Dalian Wanda or Wanda Group is not very widely known outside China, but it is the world’s largest private property developer and the world’s largest cinema chain operator (including ownership of the US AMC Theatres chain). It also runs facilities, and has developed its own building management system which handle Internet of things (IoT) data. . 

Over 30 years,Wanda has gone through various changes, but its current flagship development scheme is the Wanda Plaza, an independent commercial zone which combines offices, shops and accommodation.

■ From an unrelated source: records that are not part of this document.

// SPDX-License-Identifier: BUSL-1.1
// Copyright (c) 2026 Alfred Jean LLC

use super::*;
use zpm_core::config::ProbeKind;

fn probe(kind: ProbeKind) -> ProbeConfig {
    ProbeConfig {
        kind,
        interval_secs: 1,
        timeout_secs: 1,
        failure_threshold: 3,
    }
}

#[tokio::test]
async fn tcp_probe_succeeds_against_a_listening_port() {
    let listener = tokio::net::TcpListener::bind("127.0.0.1:0").await.unwrap();
    let port = listener.local_addr().unwrap().port();
    tokio::spawn(async move {
        let _ = listener.accept().await;
    });

    let cfg = probe(ProbeKind::Tcp {
        host: "127.0.0.1".to_string(),
        port,
    });
    assert!(check(&cfg).await);
}

#[tokio::test]
async fn tcp_probe_fails_against_a_closed_port() {
    let cfg = probe(ProbeKind::Tcp {
        host: "127.0.0.1".to_string(),
        port: 1, // reserved, nothing listens here in CI sandboxes
    });
    assert!(!check(&cfg).await);
}

#[tokio::test]
async fn exec_probe_reflects_exit_code() {
    let alive = probe(ProbeKind::Exec {
        command: "true".to_string(),
    });
    assert!(check(&alive).await);

    let dead = probe(ProbeKind::Exec {
        command: "false".to_string(),
    });
    assert!(!check(&dead).await);
}

#[tokio::test]
async fn exec_probe_times_out_on_a_slow_command() {
    let mut cfg = probe(ProbeKind::Exec {
        command: "sleep 5".to_string(),
    });
    cfg.timeout_secs = 0;
    assert!(!check(&cfg).await);
}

There are more than 90 of these sites in existence, and CEO Wang Jianlin has also vowed to take on Disney’s theme parks in the mainland of China. Two “Wanda City” theme parks are now open, and Wang has poached senior Disneyland staff, promising to make Disneyland Shanghai unprofitable for 20 years, partly by undercutting the ticket prices of the US intruder: “A tiger has no chance of beating a pack of wolves,” Wang said,according to the South China Morning Post.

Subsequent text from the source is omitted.